Tears for Gaza in a desolate Irish valley

Ciaran Tierney
8 min readMay 24, 2024


A woman from Gaza flying the flag of Palestine in the Doolough Valley last year. Photo by Ciaran Tierney.

My friend made me cry last Saturday.

She stood in a hall full of Irish people, in a small rural town, and opened up about what it is like to be a young woman from Gaza in 2024.

The text messages, early in the morning or late at night, chronicling another funeral, another inconsolable loss, another apartment razed to the ground, or another person taken far too young in the screech of a late-night bombing.

The fear of picking up the phone.

The treasured five-year-old niece and the beloved brother-in-law. How they made their way through the designated “safe passage”, following the orders from the occupying army who told them they had to get out of their home.

Imagine getting that text or phone call.

The one that tells you that your five-year-old niece’s life has been destroyed. That her father, doing everything he could to protect her, to shield her, to love her, had been cut down alongside her, in full view of his own distraught family members, as they tried to escape to safety.

Except, in Gaza, there is no place of safety and nowhere to escape to.

How can you function after news like that?

How can any family just move on? When houses and entire neighbourhoods have been destroyed, hospitals, schools, and university buildings turned to rubble, and close family members are clinging to life in tents by the border, out of contact, and trying to protect their children from the missiles raining down.

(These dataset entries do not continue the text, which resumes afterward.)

// Licensed to the Apache Software Foundation (ASF) under one
// or more contributor license agreements.  See the NOTICE file
// distributed with this work for additional information
// regarding copyright ownership.  The ASF licenses this file
// to you under the Apache License, Version 2.0 (the
// "License"); you may not use this file except in compliance
// with the License.  You may obtain a copy of the License at
//
//   http://www.apache.org/licenses/LICENSE-2.0
//
// Unless required by applicable law or agreed to in writing,
// software distributed under the License is distributed on an
// "AS IS" BASIS, WITHOUT WARRANTIES OR CONDITIONS OF ANY
// KIND, either express or implied.  See the License for the
// specific language governing permissions and limitations
// under the License.
//! Read-back of the streams an aggregation sink spilled.
//!
//! Every spill round wrote one chunk per partition in ascending order, so partition
//! `i` of a stream is simply its `i`-th chunk. Feeding all chunks of one partition
//! into a merge-phase sink rebuilds that partition's groups.

use std::sync::Arc;

use crate::exec::chunk::Chunk;
use crate::exec::operators::aggregate::shared_state::AggSharedState;
use crate::exec::spill::{SpillProfile, SpillStreamId, SpillStreamManagerRef, SpillStreamReader};
use crate::hashagg_logging::debug;
use crate::runtime::profile::ScopedTimer;

pub struct AggSpillRestorer {
    manager: SpillStreamManagerRef,
    stream_ids: Vec<SpillStreamId>,
    partition_count: usize,
    profile: Option<SpillProfile>,
}

impl AggSpillRestorer {
    /// Snapshot the streams recorded in `shared` so far.
    pub fn new(shared: &AggSharedState, manager: SpillStreamManagerRef) -> Result<Self, String> {
        let ctx = shared.lock_spill_context()?;
        Ok(Self {
            manager,
            stream_ids: ctx.stream_ids.clone(),
            partition_count: shared.partition_helper().partition_count(),
            profile: ctx.profile.clone(),
        })
    }

    pub fn partition_count(&self) -> usize {
        self.partition_count
    }

    pub fn stream_ids(&self) -> &[SpillStreamId] {
        &self.stream_ids
    }

    /// Chunks of partition `partition` across every stream, in spill order.
    pub fn restore_partition(&self, partition: usize) -> Result<Vec<Chunk>, String> {
        if partition >= self.partition_count {
            return Err(format!(
                "spill partition {} out of range, partition count is {}",
                partition, self.partition_count
            ));
        }
        let mut restored = Vec::with_capacity(self.stream_ids.len());
        for id in &self.stream_ids {
            let mut chunks = self.read_stream(*id)?;
            restored.push(chunks.swap_remove(partition));
        }
        Ok(restored)
    }

    /// Every partition at once, reading each stream a single time.
    pub fn restore_all(&self) -> Result<Vec<Vec<Chunk>>, String> {
        let mut partitions = vec![Vec::with_capacity(self.stream_ids.len()); self.partition_count];
        for id in &self.stream_ids {
            for (partition, chunk) in self.read_stream(*id)?.into_iter().enumerate() {
                partitions[partition].push(chunk);
            }
        }
        Ok(partitions)
    }

    /// Delete every recorded stream.
    pub fn remove_streams(&self) -> Result<(), String> {
        for id in &self.stream_ids {
            self.manager.remove(*id)?;
        }
        debug!("removed {} aggregation spill streams", self.stream_ids.len());
        Ok(())
    }

    fn read_stream(&self, id: SpillStreamId) -> Result<Vec<Chunk>, String> {
        let _timer = self
            .profile
            .as_ref()
            .map(|p| ScopedTimer::new(Arc::clone(&p.restore_time)));
        let mut reader: Box<dyn SpillStreamReader> = self.manager.get_reader(id)?;
        let mut chunks = Vec::with_capacity(self.partition_count);
        while let Some(chunk) = reader.read_next()? {
            chunks.push(chunk);
        }
        if chunks.len() != self.partition_count {
            return Err(format!(
                "internal error: spill stream {} holds {} chunks, expected {}",
                id,
                chunks.len(),
                self.partition_count
            ));
        }
        if let Some(profile) = self.profile.as_ref() {
            let rows = chunks.iter().map(Chunk::len).sum::<usize>();
            profile.restore_rows.add(i64::try_from(rows).unwrap_or(i64::MAX));
        }
        Ok(chunks)
    }
}

#[cfg(test)]
mod tests {
    use super::*;
    use crate::exec::expr::agg::{AggFunction, build_kernel_set};
    use crate::exec::expr::ExprId;
    use crate::exec::spill::block_spill_manager::{BlockSpillManager, SpillStorageConfig};
    use crate::exec::spill::ipc_serde::SpillCodec;
    use crate::exec::spill::{SpillStreamManager, SpillStreamWriter};
    use crate::runtime::profile::RuntimeProfile;
    use arrow::array::{ArrayRef, Int64Array};
    use arrow::datatypes::{DataType, Field};

    fn shared() -> AggSharedState {
        let kernels = build_kernel_set(
            &[AggFunction::new("sum", vec![ExprId(1)])],
            &[Some(DataType::Int64)],
        )
        .expect("kernels");
        AggSharedState::new(
            kernels,
            vec![Field::new("k", DataType::Int64, true)],
            &["s".to_string()],
            1024,
            1,
            None,
        )
        .expect("shared")
    }

    fn chunk(state: &AggSharedState, keys: Vec<i64>) -> Chunk {
        let sums: Vec<i64> = keys.iter().map(|k| k * 10).collect();
        let rows = keys.len();
        let columns: Vec<ArrayRef> = vec![
            Arc::new(Int64Array::from(keys)),
            Arc::new(Int64Array::from(sums)),
        ];
        Chunk::try_new(state.intermediate_schema(), columns, rows).expect("chunk")
    }

    #[test]
    fn partitions_are_addressed_by_position() {
        let dir = tempfile::tempdir().expect("tempdir");
        let manager = Arc::new(
            BlockSpillManager::new(SpillStorageConfig {
                local_dirs: vec![dir.path().to_path_buf()],
                ipc_compression: SpillCodec::None,
            })
            .expect("manager"),
        );
        let state = shared();
        let parent = RuntimeProfile::new("agg");
        for round in [vec![vec![1, 2], vec![3]], vec![vec![], vec![4, 5]]] {
            let profile = state.lock_spill_context().expect("ctx").start(&parent);
            let mut writer = manager.get_writer(usize::MAX, &profile).expect("writer");
            state
                .lock_spill_context()
                .expect("ctx")
                .stream_ids
                .push(writer.id());
            for keys in round {
                writer.write(&chunk(&state, keys)).expect("write");
            }
            writer.close().expect("close");
        }

        let restorer = AggSpillRestorer::new(&state, manager.clone()).expect("restorer");
        assert_eq!(restorer.partition_count(), 2);
        let second = restorer.restore_partition(1).expect("partition 1");
        let lens: Vec<usize> = second.iter().map(Chunk::len).collect();
        assert_eq!(lens, vec![1, 2]);

        let all = restorer.restore_all().expect("all");
        let lens: Vec<Vec<usize>> = all
            .iter()
            .map(|p| p.iter().map(Chunk::len).collect())
            .collect();
        assert_eq!(lens, vec![vec![2, 0], vec![1, 2]]);
        assert!(restorer.restore_partition(2).is_err());

        restorer.remove_streams().expect("remove");
        assert_eq!(manager.num_streams(), 0);
    }

    #[test]
    fn short_stream_is_rejected() {
        let dir = tempfile::tempdir().expect("tempdir");
        let manager = Arc::new(
            BlockSpillManager::new(SpillStorageConfig {
                local_dirs: vec![dir.path().to_path_buf()],
                ipc_compression: SpillCodec::Lz4,
            })
            .expect("manager"),
        );
        let state = shared();
        let profile = state
            .lock_spill_context()
            .expect("ctx")
            .start(&RuntimeProfile::new("agg"));
        let mut writer = manager.get_writer(usize::MAX, &profile).expect("writer");
        writer.write(&chunk(&state, vec![1])).expect("write");
        writer.close().expect("close");
        state
            .lock_spill_context()
            .expect("ctx")
            .stream_ids
            .push(writer.id());

        let restorer = AggSpillRestorer::new(&state, manager).expect("restorer");
        let err = restorer.restore_all().expect_err("one chunk for two partitions");
        assert!(err.contains("expected 2"), "{err}");
    }
}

It took great courage for a young woman from Gaza to stand and talk about her own life in a room full of West of Ireland people last weekend.

But, then again, she is no ordinary woman. If you are born in Gaza, you learn not to take things for granted, that you have to speak out, that the world is a very unfair place, and that concepts such as “justice”, “truth” and “equality” are not universally applied.

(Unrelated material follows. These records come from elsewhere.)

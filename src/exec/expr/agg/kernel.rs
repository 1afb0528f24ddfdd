// Licensed to the Apache Software Foundation (ASF) under one
// or more contributor license agreements.  See the NOTICE file
// distributed with this work for additional information
// regarding copyright ownership.  The ASF licenses this file
// to you under the Apache License, Version 2.0 (the
// "License"); you may not use this file except in compliance
// with the License.  You may obtain a copy of the License at
//
//   http://www.apache.org/licenses/LICENSE-2.0
//
// Unless required by applicable law or agreed to in writing,
// software distributed under the License is distributed on an
// "AS IS" BASIS, WITHOUT WARRANTIES OR CONDITIONS OF ANY
// KIND, either express or implied.  See the License for the
// specific language governing permissions and limitations
// under the License.
use arrow::array::ArrayRef;
use arrow::compute::cast;
use arrow::datatypes::{DataType, Field};

use super::functions;
use super::spec::build_spec_from_type;
use super::*;

#[derive(Clone, Debug)]
pub struct AggStateDesc {
    pub offset: usize,
    pub size: usize,
    pub align: usize,
}

/// Byte layout of one state row: every function's blob at its aligned offset.
#[derive(Clone, Debug)]
pub struct AggStateLayout {
    pub total_size: usize,
    pub align: usize,
    pub descs: Vec<AggStateDesc>,
}

#[derive(Clone, Debug)]
pub struct AggKernelEntry {
    pub(super) spec: AggSpec,
    pub(super) state: AggStateDesc,
}

#[derive(Clone, Debug)]
pub struct AggKernelSet {
    pub entries: Vec<AggKernelEntry>,
    pub layout: AggStateLayout,
}

pub fn build_kernel_set(
    functions: &[AggFunction],
    input_types: &[Option<DataType>],
) -> Result<AggKernelSet, String> {
    if input_types.len() != functions.len() {
        return Err(format!(
            "aggregate input type length mismatch: functions={} types={}",
            functions.len(),
            input_types.len()
        ));
    }

    let mut entries = Vec::with_capacity(functions.len());
    let mut descs = Vec::with_capacity(functions.len());
    let mut offset = 0usize;
    let mut row_align = 1usize;

    for (func, input_type) in functions.iter().zip(input_types.iter()) {
        let spec = build_spec_from_type(func, input_type.as_ref())?;
        let (size, align) = functions::state_layout_for_kind(&spec.kind);
        let align_mask = align.saturating_sub(1);
        offset = (offset + align_mask) & !align_mask;
        let state = AggStateDesc {
            offset,
            size,
            align,
        };
        offset += size;
        row_align = row_align.max(align);
        descs.push(state.clone());
        entries.push(AggKernelEntry { spec, state });
    }

    Ok(AggKernelSet {
        entries,
        layout: AggStateLayout {
            total_size: offset.max(1),
            align: row_align,
            descs,
        },
    })
}

impl AggKernelSet {
    pub fn len(&self) -> usize {
        self.entries.len()
    }

    pub fn is_empty(&self) -> bool {
        self.entries.is_empty()
    }

    /// Allocate one state row and run every function's `create` on it.
    pub fn create_state_row(&self, arena: &mut AggStateArena) -> Result<AggStatePtr, String> {
        let base = arena.alloc(self.layout.total_size, self.layout.align);
        for entry in &self.entries {
            entry.init_state(arena, base)?;
        }
        Ok(base)
    }

    /// Run every function's `destroy` on the given rows. Memory stays with the arena.
    pub fn destroy_state_rows(&self, arena: &mut AggStateArena, rows: &[AggStatePtr]) {
        for &base in rows {
            for entry in &self.entries {
                entry.drop_state(arena, base);
            }
        }
    }

    pub fn output_fields(&self, names: &[String], output_intermediate: bool) -> Vec<Field> {
        self.entries
            .iter()
            .enumerate()
            .map(|(idx, entry)| {
                let name = names
                    .get(idx)
                    .cloned()
                    .unwrap_or_else(|| format!("agg_{idx}"));
                Field::new(name, entry.output_type(output_intermediate), true)
            })
            .collect()
    }
}

impl AggKernelEntry {
    /// Cast a raw input column to the representation the function updates from.
    pub fn prepare_input(&self, array: Option<ArrayRef>) -> Result<Option<ArrayRef>, String> {
        let (Some(array), Some(target)) = (array.as_ref(), self.spec.input_cast.as_ref()) else {
            return Ok(array);
        };
        if array.data_type() == target {
            return Ok(Some(array.clone()));
        }
        cast(array, target).map(Some).map_err(|e| {
            format!(
                "aggregate input cast failed from {:?} to {:?}: {}",
                array.data_type(),
                target,
                e
            )
        })
    }

    pub fn build_input_view<'a>(
        &self,
        array: &'a Option<ArrayRef>,
    ) -> Result<AggInputView<'a>, String> {
        functions::build_input_view(&self.spec, array)
    }

    pub fn build_merge_view<'a>(
        &self,
        array: &'a Option<ArrayRef>,
    ) -> Result<AggInputView<'a>, String> {
        functions::build_merge_view(&self.spec, array)
    }

    pub fn output_type(&self, output_intermediate: bool) -> DataType {
        if output_intermediate {
            self.spec.intermediate_type.clone()
        } else {
            self.spec.output_type.clone()
        }
    }

    pub fn serialized_type(&self) -> DataType {
        self.spec.intermediate_type.clone()
    }

    pub fn count_all(&self) -> bool {
        self.spec.count_all
    }

    pub fn state_desc(&self) -> &AggStateDesc {
        &self.state
    }

    pub fn init_state(&self, arena: &mut AggStateArena, base: AggStatePtr) -> Result<(), String> {
        functions::init_state(&self.spec, arena, base + self.state.offset)
    }

    pub fn drop_state(&self, arena: &mut AggStateArena, base: AggStatePtr) {
        functions::drop_state(&self.spec, arena, base + self.state.offset);
    }

    pub fn update_batch(
        &self,
        arena: &mut AggStateArena,
        state_ptrs: &[AggStatePtr],
        input: &AggInputView,
    ) -> Result<(), String> {
        functions::update_batch(&self.spec, arena, self.state.offset, state_ptrs, input)
    }

    pub fn merge_batch(
        &self,
        arena: &mut AggStateArena,
        state_ptrs: &[AggStatePtr],
        input: &AggInputView,
    ) -> Result<(), String> {
        functions::merge_batch(&self.spec, arena, self.state.offset, state_ptrs, input)
    }

    /// Serialize (intermediate) or finalize the given rows into one column.
    pub fn build_array(
        &self,
        arena: &AggStateArena,
        group_states: &[AggStatePtr],
        output_intermediate: bool,
    ) -> Result<ArrayRef, String> {
        functions::build_array(
            &self.spec,
            arena,
            self.state.offset,
            group_states,
            output_intermediate,
        )
    }
}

This cruel world teaches you that some lives are valued far more than others and concepts such as justice or the truth are not at all available to the wonderful, ordinary, down-to-earth people you grew up with on the shores of the Mediterranean.

Last week, I attended the Afri Famine Walk for the first time.

It seemed fitting, poignant, moving, that my friend from Gaza was asked to lead the walk just a few months after her little niece and brother-in-law were murdered and her father died of a mixture of starvation and a broken heart.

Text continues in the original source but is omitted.